Побросав верхнюю одежду на пол, Ине сгреб меня в комок и, минуя кухню и столовую, утащил в гостиную к камину, где я только-только разожгла огонь. Кресло ему чем-то не угодило. Показалось мало́? Стащил плед, бросил на ковер перед каминной пастью, уселся, подогнув ноги, как сидел у костра, а край пледа набросил мне на высунувшиеся из-под платья ступни в мягких домашних туфлях. И все это — не размыкая ни рук, ни губ. Уронил голову мне на плечо, нашел мои пальцы в складках платья и перебирал по одному, дыша горячим в шею, колючий, как утренний иней.
Потрескивал огонь. Таяло.
— Мне пора, наари, — глухо сказал он то, что я и так уже поняла.
— Голодный?
Он покачал головой, щекоча ухо волосами.
— К ба Мелли ходил. Она меня… попотчевала.
Я нашла кармашек, а в кармашке — бусину, которую добыла из шкафа и таскала при себе остаток дня. Раскрыла ладонь. Блики от огня скатывались с гладкой поверхности, трещина казалась провалом за грань.
— Ты за этим?
— Не только.
Он сомкнул мои пальцы вокруг бусины, прижал дрожащую жилку пульса на запястье, наблюдая, как по коже из-под его руки разбегаются золотистые паутинки. Я приподнялась, повернулась к нему, погладила по щеке и поцеловала дрогнувшие в ответ губы. Рубашка оказалась сговорчивой и на этот раз, как и мое платье.
Ине ушел, когда камин еще прогорел. Унес с собой гранатовую бусину и мое сердце, а тошнотворную плетенку забрать отказался, как я ни уговаривала.
Дни бежали за днями. В поселке опять прибыло суровых мужчин. Я, как и многие, помогала Мелитар с травами или в лекарской. Мы все время что-то варили, терли, настаивали. Участившиеся стычки с не-мертвыми всем добавили работы. Слухи ходили один страшнее другого, а вместе с ними — байки о иногда торчащей у калитки ири Пешт лопате. Матушка Алиши сурово хмурила брови и прятала довольный взгляд. Ир Каса перестал цепляться. Я думала, что причина в выстроенном по другую сторону поселка лагере, уместившем всех не разобранных по домам вояк, пока Олька, едва не каждый день отирающийся возле охоронца с другими подростками и в охотку бегающий с поручениями, по секрету разболтал, что подглядел, как однажды мастер Тен-Морн, улыбаясь вою Касе, душевно и ласково сказал: “Сунешься — закопаю”.
Олька, сидел верхом на ограде и болтал ногой. Ворсистая жилетка топорщилась на спине, спрятанным под ней крыльям было неудобно, а без жилетки — холодно. Потому что вечер и туман опять полз. Полосатый Шкур, только что дравший когтями столбик, будто вампира подменял, заинтересованно следил, как мотается туда-сюда развязавшися шнурок Олькиного ботинка.
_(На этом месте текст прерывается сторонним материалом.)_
//! Shared types for idlesweep-core.
//!
//! These types are used by both the API clients and the sweep drivers.

use chrono::{DateTime, Utc};
use serde::{Deserialize, Serialize};

// ─────────────────────────────────────────────────────────────────────────────
// Session Types
// ─────────────────────────────────────────────────────────────────────────────

/// Identity of a session within the directory service.
#[derive(Debug, Clone, PartialEq, Eq, Hash, Serialize, Deserialize)]
pub struct SessionKey {
    pub directory_id: String,
    pub user_id: String,
    pub session_type: String,
    pub session_name: String,
}

impl std::fmt::Display for SessionKey {
    fn fmt(&self, f: &mut std::fmt::Formatter<'_>) -> std::fmt::Result {
        write!(
            f,
            "{}/{} for {} in {}",
            self.session_type, self.session_name, self.user_id, self.directory_id
        )
    }
}

/// Lifecycle status reported by the directory service.
///
/// Observed only: this tool requests a single transition
/// (InService -> Deleting) and never owns the state machine.
#[derive(Debug, Clone, Copy, PartialEq, Eq, Serialize, Deserialize)]
pub enum SessionStatus {
    Pending,
    InService,
    Deleting,
    Deleted,
    Failed,
}

impl SessionStatus {
    /// Whether a full-fleet sweep should request deletion.
    ///
    /// Deleted/Deleting sessions are already on their way out and Failed
    /// sessions have nothing left to stop.
    pub fn is_active(&self) -> bool {
        matches!(self, SessionStatus::Pending | SessionStatus::InService)
    }
}

impl std::fmt::Display for SessionStatus {
    fn fmt(&self, f: &mut std::fmt::Formatter<'_>) -> std::fmt::Result {
        let s = match self {
            SessionStatus::Pending => "Pending",
            SessionStatus::InService => "InService",
            SessionStatus::Deleting => "Deleting",
            SessionStatus::Deleted => "Deleted",
            SessionStatus::Failed => "Failed",
        };
        write!(f, "{}", s)
    }
}

/// A session as returned by the directory listing.
#[derive(Debug, Clone, Serialize, Deserialize)]
pub struct Session {
    pub directory_id: String,
    pub user_id: String,
    pub session_type: String,
    pub session_name: String,
    pub status: SessionStatus,
}

impl Session {
    pub fn key(&self) -> SessionKey {
        SessionKey {
            directory_id: self.directory_id.clone(),
            user_id: self.user_id.clone(),
            session_type: self.session_type.clone(),
            session_name: self.session_name.clone(),
        }
    }
}

/// One page of a session listing.
#[derive(Debug, Clone, Serialize, Deserialize)]
pub struct SessionPage {
    pub sessions: Vec<Session>,
    pub next_page_token: Option<String>,
}

// ─────────────────────────────────────────────────────────────────────────────
// Metric Types
// ─────────────────────────────────────────────────────────────────────────────

/// One sample of the idle-duration series.
///
/// `idle_seconds` is fractional because the metrics store averages activity
/// over the aggregation period.
#[derive(Debug, Clone, PartialEq, Serialize, Deserialize)]
pub struct IdleSample {
    pub timestamp: DateTime<Utc>,
    pub idle_seconds: f64,
}

/// The idle series for one (directory, user) group.
///
/// Group identity comes from the query's grouping dimensions; it is never
/// parsed out of a formatted label string. Samples are ordered by timestamp
/// ascending.
#[derive(Debug, Clone, Serialize, Deserialize)]
pub struct IdleSeriesGroup {
    pub directory_id: String,
    pub user_id: String,
    pub samples: Vec<IdleSample>,
}

impl IdleSeriesGroup {
    /// The most recent sample, the decision input for this group.
    pub fn latest(&self) -> Option<&IdleSample> {
        self.samples.last()
    }
}

#[cfg(test)]
mod tests {
    use super::*;

    fn key() -> SessionKey {
        SessionKey {
            directory_id: "d-1".into(),
            user_id: "alice".into(),
            session_type: "canvas".into(),
            session_name: "default".into(),
        }
    }

    #[test]
    fn test_session_key_display() {
        assert_eq!(key().to_string(), "canvas/default for alice in d-1");
    }

    #[test]
    fn test_status_is_active() {
        assert!(SessionStatus::Pending.is_active());
        assert!(SessionStatus::InService.is_active());
        assert!(!SessionStatus::Deleting.is_active());
        assert!(!SessionStatus::Deleted.is_active());
        assert!(!SessionStatus::Failed.is_active());
    }

    #[test]
    fn test_status_serde_names() {
        let status: SessionStatus = serde_json::from_str("\"InService\"").unwrap();
        assert_eq!(status, SessionStatus::InService);
        assert_eq!(serde_json::to_string(&status).unwrap(), "\"InService\"");
    }

    #[test]
    fn test_latest_sample() {
        let group = IdleSeriesGroup {
            directory_id: "d-1".into(),
            user_id: "alice".into(),
            samples: vec![
                IdleSample {
                    timestamp: Utc::now(),
                    idle_seconds: 3000.0,
                },
                IdleSample {
                    timestamp: Utc::now(),
                    idle_seconds: 7300.0,
                },
            ],
        };
        assert_eq!(group.latest().unwrap().idle_seconds, 7300.0);

        let empty = IdleSeriesGroup {
            directory_id: "d-1".into(),
            user_id: "bob".into(),
            samples: vec![],
        };
        assert!(empty.latest().is_none());
    }
}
— Настоящий некромант это не какой-то там погодник. Ух! Хорошо им, — завистливо вздыхал подросток. Шнурок мотался, Шкур, плюща пузо, крался к добыче, изо всех сил притворяясь невидимым.
— Глупости, что хорошего?
— Ты будто понимаешь? Сама нола.
— У меня волосы огнем светят и искрами сыплют, если разозлить, забыл?
— Подумаешь, — авторитетно заявил подросток, — если кота долго гладить, с него тоже искрами сыплет. Вот если бы ты этим огнем швырятся могла, тогда другое дело.
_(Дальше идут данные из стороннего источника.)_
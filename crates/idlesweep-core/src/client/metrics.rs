//! HTTP client for the idle-duration metrics store.

use async_trait::async_trait;
use chrono::{DateTime, Utc};
use serde::{Deserialize, Serialize};
use tracing::{debug, warn};

use super::{MetricsStore, RetryPolicy};
use crate::error::{Error, Result};
use crate::types::IdleSeriesGroup;

/// Metric name recorded by the workspace platform for user activity.
const IDLE_METRIC: &str = "time_since_last_active";

/// reqwest-backed metrics store client.
#[derive(Clone)]
pub struct MetricsClient {
    base_url: String,
    token: Option<String>,
    retry: RetryPolicy,
    client: reqwest::Client,
}

/// Query for the idle series, grouped by structured dimensions.
///
/// The response carries (directory_id, user_id) per group directly; group
/// identity is never reconstructed from a label string.
#[derive(Debug, Serialize)]
struct QueryRequest<'a> {
    metric: &'a str,
    statistic: &'a str,
    directory_id: &'a str,
    period_seconds: u64,
    start: DateTime<Utc>,
    end: DateTime<Utc>,
    group_by: [&'a str; 2],
    order: &'a str,
}

#[derive(Debug, Deserialize)]
struct QueryResponse {
    groups: Vec<IdleSeriesGroup>,
}

impl MetricsClient {
    /// Create a client for the given base URL.
    pub fn new(base_url: impl Into<String>) -> Result<Self> {
        let client = reqwest::Client::builder().build()?;
        Ok(Self {
            base_url: base_url.into().trim_end_matches('/').to_string(),
            token: None,
            retry: RetryPolicy::default(),
            client,
        })
    }

    /// Set the bearer token for authentication.
    pub fn with_token(mut self, token: impl Into<String>) -> Self {
        self.token = Some(token.into());
        self
    }

    /// Replace the default retry policy.
    pub fn with_retry(mut self, retry: RetryPolicy) -> Self {
        self.retry = retry;
        self
    }

    async fn post_query(&self, body: &QueryRequest<'_>) -> Result<QueryResponse> {
        let url = format!("{}/api/metrics/query", self.base_url);
        let mut attempt = 0;
        loop {
            match self.send_once(&url, body).await {
                Ok(resp) => return Ok(resp),
                Err(e) => match self.retry.next_delay(&e, attempt) {
                    Some(delay) => {
                        warn!(
                            attempt = attempt + 1,
                            delay_ms = delay.as_millis() as u64,
                            error = %e,
                            "transient metrics error, retrying"
                        );
                        tokio::time::sleep(delay).await;
                        attempt += 1;
                    }
                    None => return Err(e),
                },
            }
        }
    }

    async fn send_once(&self, url: &str, body: &QueryRequest<'_>) -> Result<QueryResponse> {
        debug!(metric = IDLE_METRIC, "metrics query");
        let mut req = self.client.post(url).json(body);
        if let Some(ref token) = self.token {
            req = req.bearer_auth(token);
        }
        let resp = req.send().await?;
        let status = resp.status();
        if !status.is_success() {
            let message = resp.text().await.unwrap_or_default();
            return Err(Error::api(status.as_u16(), message));
        }
        Ok(resp.json().await?)
    }
}

#[async_trait]
impl MetricsStore for MetricsClient {
    async fn query_idle_series(
        &self,
        directory_id: &str,
        period_seconds: u64,
        start: DateTime<Utc>,
        end: DateTime<Utc>,
    ) -> Result<Vec<IdleSeriesGroup>> {
        let body = QueryRequest {
            metric: IDLE_METRIC,
            statistic: "avg",
            directory_id,
            period_seconds,
            start,
            end,
            group_by: ["directory_id", "user_id"],
            order: "ascending",
        };
        let resp = self.post_query(&body).await?;
        Ok(resp.groups)
    }
}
Я вспомнила свое самое впечатляющее швыряние и содрогнулась. Но почти тут же по телу тут же расплылось сиропом, по улице с мрачным видом тащился настоящий некромант в компании настоящего “золотка”. Олька волшебным образом испарился и кота забрал, а темный мурашечно осиял глазами и спросил:
— Ждешь?
— Жду, — ответила и протянула озябшие руки навстречу. Он поймал, прижал к себе, окутывая нервным теплым облаком.
— Идем…
Начал и замолк.
— Домой? — договорила я. — Идем.
Мы могли не видеться два-три дня, случалось, что и дольше. Иногда он оставался на день, а иногда врывался среди ночи, а спустя пару часов так же стремительно сбегал, будто его в патруль отправили, а он вместо обхода — в самоволку. Жарче всего были именно эти, украденные мгновения вне времени — только мы и тишина, которая поет.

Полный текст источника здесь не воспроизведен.